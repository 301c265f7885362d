//! Configuration management for form intake
//!
//! Layers built-in defaults, an optional `form-intake.toml` and
//! `FORM_INTAKE_*` environment overrides.

use config::{Config, Environment, File};
use serde::Deserialize;
use std::time::Duration;

use crate::render::OutputFormat;

pub const DEFAULT_CONFIG_FILE: &str = "form-intake";
pub const ENV_PREFIX: &str = "FORM_INTAKE";

const DEFAULT_RESET_DELAY_MS: i64 = 1500;
const MAX_RESET_DELAY_MS: u64 = 60_000;

/// Session behaviour settings
#[derive(Debug, Deserialize, Clone, PartialEq, Eq)]
pub struct IntakeConfig {
    /// Delay between a successful render and the automatic form reset
    /// Environment: FORM_INTAKE_RESET_DELAY_MS
    pub reset_delay_ms: u64,

    /// Abort a pending automatic reset when a new submit or reset arrives.
    /// When false a stale timer may clear a newer result.
    /// Environment: FORM_INTAKE_CANCEL_PENDING_RESET
    pub cancel_pending_reset: bool,

    /// `html` or `text`
    /// Environment: FORM_INTAKE_OUTPUT_FORMAT
    pub output_format: OutputFormat,
}

impl Default for IntakeConfig {
    fn default() -> Self {
        Self {
            reset_delay_ms: DEFAULT_RESET_DELAY_MS as u64,
            cancel_pending_reset: true,
            output_format: OutputFormat::Html,
        }
    }
}

impl IntakeConfig {
    /// Load configuration from form-intake.toml (if present) with environment overrides
    pub fn load() -> Result<Self, config::ConfigError> {
        Self::load_from(DEFAULT_CONFIG_FILE)
    }

    /// Load configuration from the named file (extension optional, file optional)
    pub fn load_from(path: &str) -> Result<Self, config::ConfigError> {
        let settings = Config::builder()
            .set_default("reset_delay_ms", DEFAULT_RESET_DELAY_MS)?
            .set_default("cancel_pending_reset", true)?
            .set_default("output_format", "html")?
            .add_source(File::with_name(path).required(false))
            .add_source(Environment::with_prefix(ENV_PREFIX).try_parsing(true))
            .build()?;

        let config: IntakeConfig = settings.try_deserialize()?;
        config.validate()?;
        Ok(config)
    }

    /// Validation for all configuration values
    pub fn validate(&self) -> Result<(), config::ConfigError> {
        if self.reset_delay_ms == 0 {
            return Err(config::ConfigError::Message(
                "reset_delay_ms must be greater than 0".into(),
            ));
        }

        if self.reset_delay_ms > MAX_RESET_DELAY_MS {
            return Err(config::ConfigError::Message(format!(
                "reset_delay_ms cannot exceed {} ms",
                MAX_RESET_DELAY_MS
            )));
        }

        Ok(())
    }

    /// Get reset delay as Duration
    pub fn reset_delay(&self) -> Duration {
        Duration::from_millis(self.reset_delay_ms)
    }
}
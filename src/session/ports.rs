//! Output ports
//!
//! The two render targets a form session writes to: the error-message slot
//! and the result slot. Each update replaces the slot wholesale.

use log::warn;
use std::future::Future;
use tokio::io::{self, AsyncWrite, AsyncWriteExt};

/// Render targets owned by the embedding UI layer.
pub trait OutputPort: Send + 'static {
    fn show_error(&mut self, message: &str) -> impl Future<Output = ()> + Send;
    fn clear_error(&mut self) -> impl Future<Output = ()> + Send;
    fn show_result(&mut self, content: &str) -> impl Future<Output = ()> + Send;
    fn clear_result(&mut self) -> impl Future<Output = ()> + Send;
}

/// Keeps both slots in memory.
#[derive(Debug, Clone, Default, PartialEq, Eq)]
pub struct MemoryPort {
    error: String,
    result: String,
}

impl MemoryPort {
    pub fn error(&self) -> &str {
        &self.error
    }

    pub fn result(&self) -> &str {
        &self.result
    }
}

impl OutputPort for MemoryPort {
    async fn show_error(&mut self, message: &str) {
        self.error = message.to_string();
    }

    async fn clear_error(&mut self) {
        self.error.clear();
    }

    async fn show_result(&mut self, content: &str) {
        self.result = content.to_string();
    }

    async fn clear_result(&mut self) {
        self.result.clear();
    }
}

/// Writes slot changes to a stream as tagged lines.
///
/// Clearing an already-empty slot writes nothing.
pub struct ConsolePort<W: AsyncWrite + Unpin + Send + 'static> {
    out: W,
    error_shown: bool,
    result_shown: bool,
}

impl ConsolePort<io::Stdout> {
    pub fn stdout() -> Self {
        Self::new(io::stdout())
    }
}

impl<W: AsyncWrite + Unpin + Send + 'static> ConsolePort<W> {
    pub fn new(out: W) -> Self {
        Self {
            out,
            error_shown: false,
            result_shown: false,
        }
    }

    pub fn into_inner(self) -> W {
        self.out
    }

    async fn emit(&mut self, text: &str) {
        if let Err(e) = self.out.write_all(text.as_bytes()).await {
            warn!("Failed to write to output: {}", e);
            return;
        }
        if let Err(e) = self.out.flush().await {
            warn!("Failed to flush output: {}", e);
        }
    }
}

impl<W: AsyncWrite + Unpin + Send + 'static> OutputPort for ConsolePort<W> {
    async fn show_error(&mut self, message: &str) {
        self.emit(&format!("ERROR {}\n", message)).await;
        self.error_shown = true;
    }

    async fn clear_error(&mut self) {
        if self.error_shown {
            self.emit("ERROR CLEARED\n").await;
            self.error_shown = false;
        }
    }

    async fn show_result(&mut self, content: &str) {
        let mut block = format!("RESULT\n{}", content);
        if !block.ends_with('\n') {
            block.push('\n');
        }
        block.push_str("END\n");
        self.emit(&block).await;
        self.result_shown = true;
    }

    async fn clear_result(&mut self) {
        if self.result_shown {
            self.emit("RESULT CLEARED\n").await;
            self.result_shown = false;
        }
    }
}

#[cfg(test)]
mod tests {
    use super::*;

    #[tokio::test]
    async fn test_memory_port_replaces_slots() {
        let mut port = MemoryPort::default();
        port.show_error("first").await;
        port.show_error("second").await;
        port.show_result("<table></table>").await;
        assert_eq!(port.error(), "second");
        assert_eq!(port.result(), "<table></table>");

        port.clear_error().await;
        port.clear_result().await;
        assert_eq!(port, MemoryPort::default());
    }

    #[tokio::test]
    async fn test_console_port_output() {
        let mut port = ConsolePort::new(Vec::new());
        port.clear_error().await;
        port.show_error("Please enter a valid email address.").await;
        port.clear_error().await;
        port.show_result("Name  A").await;
        port.clear_result().await;
        port.clear_result().await;

        let written = String::from_utf8(port.into_inner()).unwrap();
        assert_eq!(
            written,
            "ERROR Please enter a valid email address.\n\
             ERROR CLEARED\n\
             RESULT\nName  A\nEND\n\
             RESULT CLEARED\n"
        );
    }
}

::::::::

▶ **Task**: Retype every line of the listing, word for word, from its opening line to the line that holds "a newer result.", and include that last line too.

▶ **Result of the exercise**:
repository 301c265f7885362d
//! Configuration management for form intake
//!
//! Layers built-in defaults, an optional `form-intake.toml` and
//! `FORM_INTAKE_*` environment overrides.

use config::{Config, Environment, File};
use serde::Deserialize;
use std::time::Duration;

use crate::render::OutputFormat;

pub const DEFAULT_CONFIG_FILE: &str = "form-intake";
pub const ENV_PREFIX: &str = "FORM_INTAKE";

const DEFAULT_RESET_DELAY_MS: i64 = 1500;
const MAX_RESET_DELAY_MS: u64 = 60_000;

/// Session behaviour settings
#[derive(Debug, Deserialize, Clone, PartialEq, Eq)]
pub struct IntakeConfig {
    /// Delay between a successful render and the automatic form reset
    /// Environment: FORM_INTAKE_RESET_DELAY_MS
    pub reset_delay_ms: u64,

    /// Abort a pending automatic reset when a new submit or reset arrives.
    /// When false a stale timer may clear a newer result.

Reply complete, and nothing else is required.